Items from a dataset
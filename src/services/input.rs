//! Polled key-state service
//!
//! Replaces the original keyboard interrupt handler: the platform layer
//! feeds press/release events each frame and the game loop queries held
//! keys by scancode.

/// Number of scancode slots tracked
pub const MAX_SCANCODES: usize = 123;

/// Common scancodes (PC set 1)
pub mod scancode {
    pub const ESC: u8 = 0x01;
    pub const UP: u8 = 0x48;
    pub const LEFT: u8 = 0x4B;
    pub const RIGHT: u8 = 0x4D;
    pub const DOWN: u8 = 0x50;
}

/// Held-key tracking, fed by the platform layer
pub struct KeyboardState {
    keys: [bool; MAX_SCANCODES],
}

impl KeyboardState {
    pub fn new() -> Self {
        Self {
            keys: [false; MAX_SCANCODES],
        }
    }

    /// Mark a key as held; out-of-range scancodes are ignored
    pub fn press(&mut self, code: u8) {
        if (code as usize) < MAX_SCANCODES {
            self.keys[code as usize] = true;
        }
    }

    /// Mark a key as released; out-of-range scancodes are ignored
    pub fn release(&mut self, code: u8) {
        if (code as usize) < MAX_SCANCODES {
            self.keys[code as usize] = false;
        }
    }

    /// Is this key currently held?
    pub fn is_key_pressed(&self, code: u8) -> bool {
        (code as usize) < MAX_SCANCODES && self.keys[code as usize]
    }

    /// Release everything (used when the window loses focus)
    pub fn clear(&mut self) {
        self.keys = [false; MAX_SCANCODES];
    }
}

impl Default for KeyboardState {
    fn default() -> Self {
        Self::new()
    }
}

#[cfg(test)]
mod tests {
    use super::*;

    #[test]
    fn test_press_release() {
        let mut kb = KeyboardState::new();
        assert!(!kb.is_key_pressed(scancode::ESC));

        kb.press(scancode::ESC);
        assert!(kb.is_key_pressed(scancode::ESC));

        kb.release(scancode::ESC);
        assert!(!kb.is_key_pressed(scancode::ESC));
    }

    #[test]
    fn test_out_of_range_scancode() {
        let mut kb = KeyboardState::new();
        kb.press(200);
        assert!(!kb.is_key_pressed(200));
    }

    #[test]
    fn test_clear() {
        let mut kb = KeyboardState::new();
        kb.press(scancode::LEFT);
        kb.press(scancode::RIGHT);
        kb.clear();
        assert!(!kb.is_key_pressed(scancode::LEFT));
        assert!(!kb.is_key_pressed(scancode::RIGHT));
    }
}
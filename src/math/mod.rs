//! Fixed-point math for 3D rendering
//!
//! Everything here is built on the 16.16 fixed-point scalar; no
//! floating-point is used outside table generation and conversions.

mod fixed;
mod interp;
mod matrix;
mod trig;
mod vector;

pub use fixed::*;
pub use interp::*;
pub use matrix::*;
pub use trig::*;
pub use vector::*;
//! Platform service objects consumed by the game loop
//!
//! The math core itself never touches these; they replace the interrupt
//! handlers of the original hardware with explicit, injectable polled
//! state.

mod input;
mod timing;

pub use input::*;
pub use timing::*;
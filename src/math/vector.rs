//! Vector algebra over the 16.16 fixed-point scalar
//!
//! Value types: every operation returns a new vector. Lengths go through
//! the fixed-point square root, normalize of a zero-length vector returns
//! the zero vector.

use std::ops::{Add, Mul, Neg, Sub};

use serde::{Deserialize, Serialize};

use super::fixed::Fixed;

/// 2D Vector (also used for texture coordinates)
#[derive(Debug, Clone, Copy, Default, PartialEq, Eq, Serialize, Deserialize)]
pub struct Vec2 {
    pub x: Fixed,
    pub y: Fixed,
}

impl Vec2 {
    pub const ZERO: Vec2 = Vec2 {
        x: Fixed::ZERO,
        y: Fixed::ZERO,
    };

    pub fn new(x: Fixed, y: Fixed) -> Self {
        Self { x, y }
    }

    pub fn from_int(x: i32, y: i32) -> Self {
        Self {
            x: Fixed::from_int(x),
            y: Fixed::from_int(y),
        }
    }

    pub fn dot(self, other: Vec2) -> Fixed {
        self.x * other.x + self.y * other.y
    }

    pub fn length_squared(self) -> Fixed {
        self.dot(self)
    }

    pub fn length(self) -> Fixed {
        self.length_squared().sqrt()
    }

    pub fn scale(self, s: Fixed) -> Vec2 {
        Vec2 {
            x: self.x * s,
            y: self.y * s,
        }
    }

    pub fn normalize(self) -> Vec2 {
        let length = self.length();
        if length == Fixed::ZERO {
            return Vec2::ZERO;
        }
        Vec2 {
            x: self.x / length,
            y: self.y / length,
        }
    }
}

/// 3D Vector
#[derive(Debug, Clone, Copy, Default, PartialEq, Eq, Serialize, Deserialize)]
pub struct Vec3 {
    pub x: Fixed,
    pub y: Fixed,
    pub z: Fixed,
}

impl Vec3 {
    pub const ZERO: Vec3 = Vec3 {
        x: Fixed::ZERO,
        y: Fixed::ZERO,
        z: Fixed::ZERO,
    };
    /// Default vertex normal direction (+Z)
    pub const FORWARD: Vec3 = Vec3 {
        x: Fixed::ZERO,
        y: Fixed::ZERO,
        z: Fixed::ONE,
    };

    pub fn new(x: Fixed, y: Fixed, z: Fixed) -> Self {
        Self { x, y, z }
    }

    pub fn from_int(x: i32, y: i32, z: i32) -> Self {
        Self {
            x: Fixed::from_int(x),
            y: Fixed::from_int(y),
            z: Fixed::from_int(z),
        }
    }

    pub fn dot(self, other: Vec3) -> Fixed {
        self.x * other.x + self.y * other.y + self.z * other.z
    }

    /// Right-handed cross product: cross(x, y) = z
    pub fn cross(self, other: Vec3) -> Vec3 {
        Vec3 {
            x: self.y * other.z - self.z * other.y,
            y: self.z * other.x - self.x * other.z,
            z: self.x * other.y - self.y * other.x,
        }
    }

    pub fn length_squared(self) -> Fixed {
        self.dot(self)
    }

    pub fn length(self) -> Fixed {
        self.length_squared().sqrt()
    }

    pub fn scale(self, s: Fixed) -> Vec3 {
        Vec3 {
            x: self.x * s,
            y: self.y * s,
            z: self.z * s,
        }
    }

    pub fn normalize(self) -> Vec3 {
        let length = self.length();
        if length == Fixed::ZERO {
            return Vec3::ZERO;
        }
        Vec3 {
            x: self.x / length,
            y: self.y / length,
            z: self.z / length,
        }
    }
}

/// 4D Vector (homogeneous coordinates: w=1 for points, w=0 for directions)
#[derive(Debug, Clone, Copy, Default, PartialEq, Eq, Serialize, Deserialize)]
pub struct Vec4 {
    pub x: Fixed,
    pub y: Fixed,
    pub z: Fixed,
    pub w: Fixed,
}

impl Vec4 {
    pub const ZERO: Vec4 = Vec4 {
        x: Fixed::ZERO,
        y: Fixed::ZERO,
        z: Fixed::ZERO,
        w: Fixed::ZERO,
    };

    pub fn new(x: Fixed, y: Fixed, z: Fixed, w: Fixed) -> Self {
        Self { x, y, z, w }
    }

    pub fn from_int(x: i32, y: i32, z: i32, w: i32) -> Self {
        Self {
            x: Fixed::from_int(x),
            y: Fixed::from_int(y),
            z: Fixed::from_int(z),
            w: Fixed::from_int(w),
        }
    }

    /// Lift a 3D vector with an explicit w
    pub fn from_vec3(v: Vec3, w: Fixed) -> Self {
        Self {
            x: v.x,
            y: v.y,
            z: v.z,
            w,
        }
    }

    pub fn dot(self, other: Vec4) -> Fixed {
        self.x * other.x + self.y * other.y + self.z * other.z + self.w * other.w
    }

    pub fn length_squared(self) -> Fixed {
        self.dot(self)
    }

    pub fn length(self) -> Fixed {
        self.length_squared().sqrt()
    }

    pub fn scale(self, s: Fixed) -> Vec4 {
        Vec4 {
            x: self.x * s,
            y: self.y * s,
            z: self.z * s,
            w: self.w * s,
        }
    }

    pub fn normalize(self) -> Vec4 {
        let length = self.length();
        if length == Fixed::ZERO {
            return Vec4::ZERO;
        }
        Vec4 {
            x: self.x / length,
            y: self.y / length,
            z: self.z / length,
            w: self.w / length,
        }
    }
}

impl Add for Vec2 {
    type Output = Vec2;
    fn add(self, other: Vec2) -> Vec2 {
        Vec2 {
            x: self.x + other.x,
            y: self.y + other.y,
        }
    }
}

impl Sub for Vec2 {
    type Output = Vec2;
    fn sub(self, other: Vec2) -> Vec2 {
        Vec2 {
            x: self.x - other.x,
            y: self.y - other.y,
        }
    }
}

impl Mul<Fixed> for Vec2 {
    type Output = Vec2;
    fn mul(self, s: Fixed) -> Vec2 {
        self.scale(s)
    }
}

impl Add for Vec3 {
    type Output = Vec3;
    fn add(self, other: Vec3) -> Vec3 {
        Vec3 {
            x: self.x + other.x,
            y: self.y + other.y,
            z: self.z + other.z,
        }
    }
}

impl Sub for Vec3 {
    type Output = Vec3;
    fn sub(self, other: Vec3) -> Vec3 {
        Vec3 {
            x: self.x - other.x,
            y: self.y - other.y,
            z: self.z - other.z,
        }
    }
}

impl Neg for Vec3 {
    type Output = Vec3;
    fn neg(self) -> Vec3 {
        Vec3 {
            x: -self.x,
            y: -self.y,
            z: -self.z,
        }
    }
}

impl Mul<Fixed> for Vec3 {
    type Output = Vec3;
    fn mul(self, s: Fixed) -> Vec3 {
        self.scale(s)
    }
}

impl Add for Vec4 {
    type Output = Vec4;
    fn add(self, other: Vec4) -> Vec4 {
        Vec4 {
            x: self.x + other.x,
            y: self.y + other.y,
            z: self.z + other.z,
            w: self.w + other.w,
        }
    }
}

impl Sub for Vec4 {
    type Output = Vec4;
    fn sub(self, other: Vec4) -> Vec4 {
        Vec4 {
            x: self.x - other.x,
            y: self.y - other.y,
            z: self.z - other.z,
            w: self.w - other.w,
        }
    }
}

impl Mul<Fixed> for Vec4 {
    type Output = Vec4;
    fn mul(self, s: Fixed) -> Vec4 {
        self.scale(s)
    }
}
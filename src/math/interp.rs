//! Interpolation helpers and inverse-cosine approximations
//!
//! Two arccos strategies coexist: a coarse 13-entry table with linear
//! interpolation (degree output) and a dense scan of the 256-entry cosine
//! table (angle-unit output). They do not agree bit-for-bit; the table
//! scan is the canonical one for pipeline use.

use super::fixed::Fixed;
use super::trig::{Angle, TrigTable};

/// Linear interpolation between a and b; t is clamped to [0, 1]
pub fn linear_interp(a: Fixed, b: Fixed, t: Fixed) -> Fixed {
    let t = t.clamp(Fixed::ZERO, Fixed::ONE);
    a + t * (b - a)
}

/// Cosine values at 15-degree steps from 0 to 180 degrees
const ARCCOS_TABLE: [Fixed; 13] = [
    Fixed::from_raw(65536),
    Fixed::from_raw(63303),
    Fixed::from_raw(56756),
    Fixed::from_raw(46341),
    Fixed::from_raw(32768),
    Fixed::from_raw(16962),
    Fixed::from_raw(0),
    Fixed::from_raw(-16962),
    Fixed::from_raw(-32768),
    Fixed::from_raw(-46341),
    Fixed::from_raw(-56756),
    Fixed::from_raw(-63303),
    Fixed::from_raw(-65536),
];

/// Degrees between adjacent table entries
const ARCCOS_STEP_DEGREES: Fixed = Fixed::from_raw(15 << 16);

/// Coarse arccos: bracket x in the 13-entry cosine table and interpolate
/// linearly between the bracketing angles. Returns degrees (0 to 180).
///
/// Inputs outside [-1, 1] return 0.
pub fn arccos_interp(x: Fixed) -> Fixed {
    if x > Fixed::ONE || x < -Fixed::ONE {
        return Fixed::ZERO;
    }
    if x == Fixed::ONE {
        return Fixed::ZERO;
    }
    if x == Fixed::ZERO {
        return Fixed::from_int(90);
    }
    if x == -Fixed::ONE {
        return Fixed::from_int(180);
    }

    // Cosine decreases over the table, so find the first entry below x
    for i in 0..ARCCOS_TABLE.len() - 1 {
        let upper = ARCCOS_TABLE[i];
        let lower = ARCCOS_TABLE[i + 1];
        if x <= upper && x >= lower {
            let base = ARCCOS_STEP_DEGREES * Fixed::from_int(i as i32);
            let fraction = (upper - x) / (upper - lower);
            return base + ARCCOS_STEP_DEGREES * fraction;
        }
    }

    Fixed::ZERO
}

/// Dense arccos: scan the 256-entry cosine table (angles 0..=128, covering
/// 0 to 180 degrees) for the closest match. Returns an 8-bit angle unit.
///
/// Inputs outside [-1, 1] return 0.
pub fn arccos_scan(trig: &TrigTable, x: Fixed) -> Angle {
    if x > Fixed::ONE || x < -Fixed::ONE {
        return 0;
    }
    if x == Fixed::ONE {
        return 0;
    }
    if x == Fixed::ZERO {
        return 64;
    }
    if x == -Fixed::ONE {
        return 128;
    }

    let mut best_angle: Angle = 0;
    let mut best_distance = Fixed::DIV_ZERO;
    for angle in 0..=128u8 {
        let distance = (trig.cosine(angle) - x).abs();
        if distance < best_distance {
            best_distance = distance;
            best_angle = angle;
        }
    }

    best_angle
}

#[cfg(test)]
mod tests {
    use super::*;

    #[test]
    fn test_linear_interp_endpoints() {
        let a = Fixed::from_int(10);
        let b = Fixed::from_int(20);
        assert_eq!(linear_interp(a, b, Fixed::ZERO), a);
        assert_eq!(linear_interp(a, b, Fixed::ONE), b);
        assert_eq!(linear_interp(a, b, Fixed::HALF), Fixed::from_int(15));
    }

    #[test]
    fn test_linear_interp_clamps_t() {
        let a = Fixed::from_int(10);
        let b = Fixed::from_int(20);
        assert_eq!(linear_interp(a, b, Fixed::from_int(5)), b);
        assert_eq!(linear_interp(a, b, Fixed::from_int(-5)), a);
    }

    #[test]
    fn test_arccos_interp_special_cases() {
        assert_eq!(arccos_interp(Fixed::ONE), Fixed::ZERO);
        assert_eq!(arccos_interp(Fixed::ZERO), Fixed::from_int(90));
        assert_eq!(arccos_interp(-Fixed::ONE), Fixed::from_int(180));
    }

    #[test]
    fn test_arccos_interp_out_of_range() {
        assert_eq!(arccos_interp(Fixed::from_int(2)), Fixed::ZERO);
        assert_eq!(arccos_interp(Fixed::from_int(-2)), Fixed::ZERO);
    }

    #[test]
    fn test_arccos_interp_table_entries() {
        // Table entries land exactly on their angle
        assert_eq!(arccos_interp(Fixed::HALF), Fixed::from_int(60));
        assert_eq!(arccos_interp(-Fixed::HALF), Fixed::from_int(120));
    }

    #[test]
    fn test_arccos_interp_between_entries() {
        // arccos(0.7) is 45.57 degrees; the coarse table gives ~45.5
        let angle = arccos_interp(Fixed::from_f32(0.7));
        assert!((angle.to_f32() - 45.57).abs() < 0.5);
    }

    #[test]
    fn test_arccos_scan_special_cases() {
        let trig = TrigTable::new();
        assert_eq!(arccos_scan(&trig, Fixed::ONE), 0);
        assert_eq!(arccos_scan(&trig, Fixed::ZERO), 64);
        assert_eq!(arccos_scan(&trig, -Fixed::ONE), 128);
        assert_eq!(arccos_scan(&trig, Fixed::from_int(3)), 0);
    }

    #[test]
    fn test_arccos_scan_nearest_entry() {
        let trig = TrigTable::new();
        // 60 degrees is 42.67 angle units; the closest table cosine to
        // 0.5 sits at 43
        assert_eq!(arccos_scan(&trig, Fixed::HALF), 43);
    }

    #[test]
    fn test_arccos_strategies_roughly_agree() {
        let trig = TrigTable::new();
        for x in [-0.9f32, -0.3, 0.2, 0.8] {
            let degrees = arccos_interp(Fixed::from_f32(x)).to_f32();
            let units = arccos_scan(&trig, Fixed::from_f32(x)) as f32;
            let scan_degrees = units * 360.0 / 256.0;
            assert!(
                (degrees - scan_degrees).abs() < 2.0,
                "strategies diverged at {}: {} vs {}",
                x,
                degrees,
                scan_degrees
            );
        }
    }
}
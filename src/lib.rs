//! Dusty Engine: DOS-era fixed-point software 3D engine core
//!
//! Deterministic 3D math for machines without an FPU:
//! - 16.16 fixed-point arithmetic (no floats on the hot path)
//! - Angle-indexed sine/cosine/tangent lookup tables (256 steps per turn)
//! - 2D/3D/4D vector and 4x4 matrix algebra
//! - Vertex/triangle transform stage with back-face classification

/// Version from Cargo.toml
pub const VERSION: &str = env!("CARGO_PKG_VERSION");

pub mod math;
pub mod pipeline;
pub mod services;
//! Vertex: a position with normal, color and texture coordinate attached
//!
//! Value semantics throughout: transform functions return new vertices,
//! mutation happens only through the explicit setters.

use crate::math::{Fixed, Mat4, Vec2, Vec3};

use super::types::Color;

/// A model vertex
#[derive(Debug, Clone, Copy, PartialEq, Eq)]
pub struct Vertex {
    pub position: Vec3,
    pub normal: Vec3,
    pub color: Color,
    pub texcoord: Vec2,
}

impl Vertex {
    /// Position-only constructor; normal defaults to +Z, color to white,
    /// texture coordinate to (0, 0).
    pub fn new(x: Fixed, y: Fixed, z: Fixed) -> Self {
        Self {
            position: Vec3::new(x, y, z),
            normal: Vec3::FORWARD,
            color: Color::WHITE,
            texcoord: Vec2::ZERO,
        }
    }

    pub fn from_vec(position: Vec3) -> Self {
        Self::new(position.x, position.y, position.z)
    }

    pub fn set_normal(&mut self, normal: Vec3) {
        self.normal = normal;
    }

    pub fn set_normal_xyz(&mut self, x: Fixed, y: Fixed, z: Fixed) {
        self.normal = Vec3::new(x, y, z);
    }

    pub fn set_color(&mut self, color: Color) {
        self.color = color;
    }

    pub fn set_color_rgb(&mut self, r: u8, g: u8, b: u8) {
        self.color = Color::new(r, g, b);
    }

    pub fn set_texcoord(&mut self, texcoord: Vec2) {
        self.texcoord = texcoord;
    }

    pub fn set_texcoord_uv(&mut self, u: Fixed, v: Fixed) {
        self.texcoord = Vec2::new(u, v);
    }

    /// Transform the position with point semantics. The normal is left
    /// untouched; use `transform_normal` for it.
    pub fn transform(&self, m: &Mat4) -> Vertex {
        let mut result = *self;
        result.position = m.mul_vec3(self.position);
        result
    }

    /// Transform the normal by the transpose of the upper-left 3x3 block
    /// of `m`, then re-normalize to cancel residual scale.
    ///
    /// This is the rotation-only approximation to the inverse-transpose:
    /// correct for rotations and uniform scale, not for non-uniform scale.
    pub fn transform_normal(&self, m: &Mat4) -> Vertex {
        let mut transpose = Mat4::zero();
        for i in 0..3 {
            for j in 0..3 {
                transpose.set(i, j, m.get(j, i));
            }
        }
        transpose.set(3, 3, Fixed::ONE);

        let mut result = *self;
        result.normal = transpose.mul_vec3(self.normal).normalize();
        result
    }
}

WHAT THE TASK ASKS - Transcribe verbatim. Cover the lines from the first line of the entries above to the line containing "pub const ESC: u8 = 0x01;", inclusive.

ANSWER SPACE -
filename src/services/input.rs
//! Polled key-state service
//!
//! Replaces the original keyboard interrupt handler: the platform layer
//! feeds press/release events each frame and the game loop queries held
//! keys by scancode.

/// Number of scancode slots tracked
pub const MAX_SCANCODES: usize = 123;

/// Common scancodes (PC set 1)
pub mod scancode {
    pub const ESC: u8 = 0x01;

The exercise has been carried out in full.